The structural balance is used to examine the long-term sustainability of public finances. Fiscal balances can be significantly affected by economic cycles and one-off events. Government revenues tend to decline during economic downturns, as incomes fall. At the same time, public spending tends to increase, as more people claim social assistance or unemployment benefits. Governments may also increase public expenditure to stimulate the economy. All of these effects have been visible during COVID-19. This means that general government fiscal balances do not provide a full picture of governments’ underlying fiscal position. The general government structural balance is a measure of the fiscal balance which takes the economic cycle into account. The structural balance is the budget balance which a government would have with its current policies if the economy was operating at its full potential (“potential GDP”). A government with a structural (primary) deficit would still have a (primary) deficit even if the economy was operating at full potential. This indicates its current tax and spending policies are not sustainable in the long run.
In 2019, the average general government structural balance across OECD countries was -3.1% of potential GDP, the same value as in 2007, and 22 out of the 33 OECD countries with available data had a structural deficit. In 2020, structural balances worsened sharply, to an average of -7.1% of potential GDP. All 33 countries except Denmark and Portugal are estimated to have had a structural deficit in 2020. The largest structural deficit in 2020 was in the United States (-12.3% of potential GDP).
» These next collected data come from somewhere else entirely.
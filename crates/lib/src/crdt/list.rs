//! List semantics: children ordered by fractional position.
//!
//! Two children never share a position. When a create or move lands on an
//! occupied position the occupant is shifted just after it, unless the create
//! carries a set intent, in which case it replaces the occupant.

use tracing::{debug, warn};

use super::{
    ApplyResult, ListChange, NodeId, NodeKind, OpSource, Pool, StorageError, StorageUpdate,
    node::{Node, ParentLink},
};
use crate::{
    Result,
    op::{CreateOp, Intent, Op},
    position::Position,
};

impl Pool {
    pub(crate) fn attach_to_list(&mut self, op: &CreateOp, source: OpSource) -> Result<ApplyResult> {
        let position = match Position::parse(op.parent_key.as_str()) {
            Ok(position) => position,
            Err(err) => {
                warn!(node = %op.id, error = %err, "Create has an invalid list position, ignoring");
                return Ok(ApplyResult::Unmodified);
            }
        };
        let list_id = &op.parent_id;
        let occupant = self.list(list_id)?.occupant(&position).cloned();
        let mut changes = Vec::new();

        let mut reverse = match (op.intent, occupant) {
            (Some(Intent::Set), Some(occupant)) => {
                let mut previous = self.subtree_ops(&occupant)?;
                if let Some(Op::Create(first)) = previous.first_mut() {
                    first.intent = Some(Intent::Set);
                    first.deleted_id = Some(op.id.clone());
                }
                if source == OpSource::Remote {
                    self.note_displaced(&occupant);
                }
                let list = self.list_mut(list_id)?;
                if let Some(index) = list.index_of(&occupant) {
                    list.remove(index);
                }
                self.remove_subtree(&occupant);
                let index = self.insert_list_child(op, position)?;
                changes.push(ListChange::Set {
                    index,
                    item: self.to_immutable(&op.id)?,
                });
                previous
            }
            (_, occupant) => {
                if let Some(occupant) = occupant {
                    changes.push(self.shift_list_child(list_id, &occupant, &position)?);
                }
                let index = self.insert_list_child(op, position)?;
                changes.push(ListChange::Insert {
                    index,
                    item: self.to_immutable(&op.id)?,
                });
                vec![Op::delete(op.id.clone())]
            }
        };

        let mut updates = vec![StorageUpdate::list(
            list_id.clone(),
            self.path(list_id),
            changes,
        )];

        // A set may name a node that has since moved elsewhere.
        if op.intent == Some(Intent::Set)
            && let Some(deleted) = &op.deleted_id
            && deleted != &op.id
            && let ApplyResult::Modified {
                updates: more,
                reverse: undo,
            } = self.apply_delete(deleted)?
        {
            updates.extend(more);
            reverse.extend(undo);
        }

        Ok(ApplyResult::Modified { updates, reverse })
    }

    fn insert_list_child(&mut self, op: &CreateOp, position: Position) -> Result<usize> {
        self.insert_node(
            Node::from_create(op.id.clone(), &op.kind),
            ParentLink {
                id: op.parent_id.clone(),
                key: position.to_string(),
            },
        );
        let index = self.list_mut(&op.parent_id)?.insert(position, op.id.clone());
        self.invalidate(&op.parent_id);
        Ok(index)
    }

    /// Moves `child`, which sits at `from`, to a free position right after it.
    fn shift_list_child(
        &mut self,
        list_id: &NodeId,
        child: &NodeId,
        from: &Position,
    ) -> Result<ListChange> {
        let list = self.list_mut(list_id)?;
        let previous_index = list.index_of(child).ok_or_else(|| StorageError::Structural {
            reason: format!("node {child} is missing from its list {list_id}"),
        })?;
        let shifted = list.position_after(from);
        list.remove(previous_index);
        let index = list.insert(shifted.clone(), child.clone());
        debug!(node = %child, from = %from, to = %shifted, "Shifted list child off a taken position");

        self.set_parent_key(child, shifted.to_string());
        self.invalidate(list_id);
        Ok(ListChange::Move {
            index,
            previous_index,
            item: self.to_immutable(child)?,
        })
    }

    /// Moves a list child to `parent_key`.
    pub(crate) fn move_list_child(&mut self, id: &NodeId, parent_key: &str) -> Result<ApplyResult> {
        let Some(link) = self.get(id).and_then(|n| n.parent.clone()) else {
            warn!(node = %id, "Move of unknown node ignored");
            return Ok(ApplyResult::Unmodified);
        };
        if self.node(&link.id)?.kind() != NodeKind::List {
            warn!(node = %id, parent = %link.id, "Only list children can be moved, ignoring");
            return Ok(ApplyResult::Unmodified);
        }
        let position = match Position::parse(parent_key) {
            Ok(position) => position,
            Err(err) => {
                warn!(node = %id, error = %err, "Move has an invalid list position, ignoring");
                return Ok(ApplyResult::Unmodified);
            }
        };
        if link.key == position.as_str() {
            return Ok(ApplyResult::Unmodified);
        }

        let mut changes = Vec::new();
        if let Some(occupant) = self.list(&link.id)?.occupant(&position).cloned() {
            changes.push(self.shift_list_child(&link.id, &occupant, &position)?);
        }

        let list = self.list_mut(&link.id)?;
        let previous_index = list.index_of(id).ok_or_else(|| StorageError::Structural {
            reason: format!("node {id} is missing from its list {}", link.id),
        })?;
        list.remove(previous_index);
        let index = list.insert(position.clone(), id.clone());
        self.set_parent_key(id, position.to_string());
        self.invalidate(&link.id);
        changes.push(ListChange::Move {
            index,
            previous_index,
            item: self.to_immutable(id)?,
        });

        let update = StorageUpdate::list(link.id.clone(), self.path(&link.id), changes);
        Ok(ApplyResult::modified(
            update,
            vec![Op::set_parent_key(id.clone(), link.key)],
        ))
    }
}
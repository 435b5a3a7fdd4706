//! Immutable projections of the storage tree.
//!
//! A projection is cheap to clone: containers are behind [`Arc`], and the pool
//! caches the projection of every node until that node or one of its
//! descendants changes. Unchanged subtrees keep the same allocation across
//! mutations, which [`Immutable::ptr_eq`] exposes.

use std::{collections::BTreeMap, sync::Arc};

use serde_json::{Map as JsonMap, Value as Json};

#[derive(Debug, Clone, PartialEq)]
pub enum Immutable {
    /// A plain JSON value (object property or register).
    Value(Json),
    Object(Arc<BTreeMap<String, Immutable>>),
    List(Arc<Vec<Immutable>>),
    Map(Arc<BTreeMap<String, Immutable>>),
}

impl Immutable {
    /// Converts the projection into a JSON document.
    ///
    /// Objects and maps both become JSON objects; lists become arrays.
    pub fn to_json(&self) -> Json {
        match self {
            Immutable::Value(value) => value.clone(),
            Immutable::Object(entries) | Immutable::Map(entries) => Json::Object(
                entries
                    .iter()
                    .map(|(k, v)| (k.clone(), v.to_json()))
                    .collect::<JsonMap<_, _>>(),
            ),
            Immutable::List(items) => Json::Array(items.iter().map(Immutable::to_json).collect()),
        }
    }

    /// Entry of an object or map.
    pub fn get(&self, key: &str) -> Option<&Immutable> {
        match self {
            Immutable::Object(entries) | Immutable::Map(entries) => entries.get(key),
            _ => None,
        }
    }

    /// Item of a list.
    pub fn index(&self, index: usize) -> Option<&Immutable> {
        match self {
            Immutable::List(items) => items.get(index),
            _ => None,
        }
    }

    pub fn as_value(&self) -> Option<&Json> {
        match self {
            Immutable::Value(value) => Some(value),
            _ => None,
        }
    }

    pub fn as_list(&self) -> Option<&[Immutable]> {
        match self {
            Immutable::List(items) => Some(items),
            _ => None,
        }
    }

    /// Number of entries for containers, `None` for plain values.
    pub fn len(&self) -> Option<usize> {
        match self {
            Immutable::Object(entries) | Immutable::Map(entries) => Some(entries.len()),
            Immutable::List(items) => Some(items.len()),
            Immutable::Value(_) => None,
        }
    }

    /// True when both projections share the same container allocation.
    pub fn ptr_eq(&self, other: &Immutable) -> bool {
        match (self, other) {
            (Immutable::Object(a), Immutable::Object(b)) | (Immutable::Map(a), Immutable::Map(b)) => {
                Arc::ptr_eq(a, b)
            }
            (Immutable::List(a), Immutable::List(b)) => Arc::ptr_eq(a, b),
            _ => false,
        }
    }
}

impl From<&Immutable> for Json {
    fn from(value: &Immutable) -> Self {
        value.to_json()
    }
}

impl PartialEq<Json> for Immutable {
    fn eq(&self, other: &Json) -> bool {
        &self.to_json() == other
    }
}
It had already entered the COVID-19 crisis with the largest structural deficit among OECD countries, driven partly by underlying spending pressures, including on programmes such as Medicaid, Medicare and Social Security. The only countries to improve their structural balances in 2020 were Iceland (+0.3 p.p. of potential GDP) and Portugal (+0.5 p.p.). The greatest deterioration was in Australia (-8.5 p.p.) (Figure 2.5).
In 2019, the general government structural primary balance across OECD countries averaged -1.3% of potential GDP, slightly worse than its value of -1.0% in 2007. Of the 33 OECD countries with available information, 16 had a structural primary deficit. In 2020, structural balances worsened sharply, to an average of -5.5% of potential GDP, and 29 of the 33 countries had a structural primary deficit. The only exceptions were Portugal (+2.8% of potential GDP), Greece (+1.6%), Denmark (+1.0%) and the Czech Republic (0.4%).The largest structural primary deficit was in the United States (-9.5% of potential GDP). The only countries to improve their balances in 2020 were Portugal (+0.1 p.p. of potential GDP) and Iceland (+0.5 p.p.). The greatest deterioration was in Australia (-8.6 p.p) (Figure 2.6). Widespread and increasing structural deficits in 2020 indicate that countries are likely to need to raise taxes or lower spending in the future, in order to put their finances back into a sustainable position.
For most countries, adjustment is projected to begin in 2022. The structural primary balance is forecast to worsen further in 30 of 33 OECD countries in 2021, rising to an average of -7.6% of GDP. In 2022, as the health and economic impacts of COVID recede, and growth returns, the structural primary balance is projected to improve in 31 of 33 OECD countries, to an average of -4.9% of GDP (Figure 2.7). The extent to which further adjustment in tax and expenditure policies will be needed beyond this point will depend on the size of the rebound in GDP growth. However, it is likely that many countries will eventually need to moderate spending and/or raise taxes post-COVID to ensure their public finances are sustainable. This may partly be achieved automatically and with relatively little impact on citizens as governments rescind income support measures and tax breaks which were explicitly part of COVID-19 relief, and are no longer needed.